What you will do: The answer must be an exact reproduction of the lines from the start of the records below through the line containing "Hash, Serialize, Deserialize)]", and nothing more.

Records to use:
= Beginning of Section =
//! Member directory model and static reference data.
//!
//! # Responsibility
//! - Define members, their role in the hierarchy, and the department/group
//!   reference rows they point to.
//!
//! # Invariants
//! - `department_id` is always set for `Role::DepartmentHead`.
//! - `group_id` is always set for `Role::GroupLeader`.
//! - `created_seq` is strictly increasing in creation order and is the
//!   tie-break key for leaderboard ordering.

use serde::{Deserialize, Serialize};
use uuid::Uuid;

/// Stable member identifier.
pub type MemberId = Uuid;
/// Stable department identifier.
pub type DepartmentId = Uuid;
/// Stable group identifier.
pub type GroupId = Uuid;

/// Position of a member in the organization hierarchy.
#[derive(Debug, Clone, Copy, PartialEq, Eq, Hash, Serialize, Deserialize)]
#[serde(rename_all = "snake_case")]
pub enum Role {
    /// Single top-level role, created once at bootstrap.
    President,
    /// Head of exactly one department.
    DepartmentHead,
    /// Leader of exactly one group.
    GroupLeader,
    /// Plain member without management scope.
    Member,
}

impl Role {
    /// Stable storage/wire string.
    pub fn as_str(self) -> &'static str {
        match self {
            Self::President => "president",
            Self::DepartmentHead => "department_head",
            Self::GroupLeader => "group_leader",
            Self::Member => "member",
        }
    }

    /// Parses the storage/wire string form.
    pub fn parse(value: &str) -> Option<Self> {
        match value {
            "president" => Some(Self::President),
            "department_head" => Some(Self::DepartmentHead),
            "group_leader" => Some(Self::GroupLeader),
            "member" => Some(Self::Member),
            _ => None,
        }
    }
}

impl std::fmt::Display for Role {
    fn fmt(&self, f: &mut std::fmt::Formatter<'_>) -> std::fmt::Result {
        f.write_str(self.as_str())
    }
}

/// Directory record for one organization member.
#[derive(Debug, Clone, PartialEq, Eq, Serialize, Deserialize)]
pub struct Member {
    pub id: MemberId,
    /// Unique login-style handle, lowercase.
    pub handle: String,
    pub display_name: String,
    pub role: Role,
    pub department_id: Option<DepartmentId>,
    pub group_id: Option<GroupId>,
    /// Self-service group changes used so far. Never decremented.
    pub group_change_count: u32,
    /// Creation order key.
    pub created_seq: i64,
    /// Epoch ms.
    pub created_at: i64,
    /// Epoch ms.
    pub updated_at: i64,
}

impl Member {
    /// Projects the hierarchy-relevant fields of this member.
    pub fn assignment(&self) -> RoleAssignment {
        RoleAssignment {
            member_id: self.id,
            role: self.role,
            department_id: self.department_id,
            group_id: self.group_id,
        }
    }
}

/// Current role/department/group mapping of one member.
///
/// Derived from `Member`, never stored on its own.
#[derive(Debug, Clone, Copy, PartialEq, Eq, Serialize, Deserialize)]
pub struct RoleAssignment {
    pub member_id: MemberId,
    pub role: Role,
    pub department_id: Option<DepartmentId>,
    pub group_id: Option<GroupId>,
}

/// Static department reference row.
#[derive(Debug, Clone, PartialEq, Eq, Serialize, Deserialize)]
pub struct Department {
    pub id: DepartmentId,
    /// Unique symbolic name, e.g. `sports_department`.
    pub name: String,
    pub display_name: String,
    pub description: Option<String>,
}

/// Static group reference row.
#[derive(Debug, Clone, PartialEq, Eq, Serialize, Deserialize)]
pub struct Group {
    pub id: GroupId,
    /// Unique symbolic name, one of `G1`, `G2`, `G3`.
    pub name: String,
    pub display_name: String,
}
= End of Section =
Answer section:
//! Member directory model and static reference data.
//!
//! # Responsibility
//! - Define members, their role in the hierarchy, and the department/group
//!   reference rows they point to.
//!
//! # Invariants
//! - `department_id` is always set for `Role::DepartmentHead`.
//! - `group_id` is always set for `Role::GroupLeader`.
//! - `created_seq` is strictly increasing in creation order and is the
//!   tie-break key for leaderboard ordering.

use serde::{Deserialize, Serialize};
use uuid::Uuid;

/// Stable member identifier.
pub type MemberId = Uuid;
/// Stable department identifier.
pub type DepartmentId = Uuid;
/// Stable group identifier.
pub type GroupId = Uuid;

/// Position of a member in the organization hierarchy.
#[derive(Debug, Clone, Copy, PartialEq, Eq, Hash, Serialize, Deserialize)]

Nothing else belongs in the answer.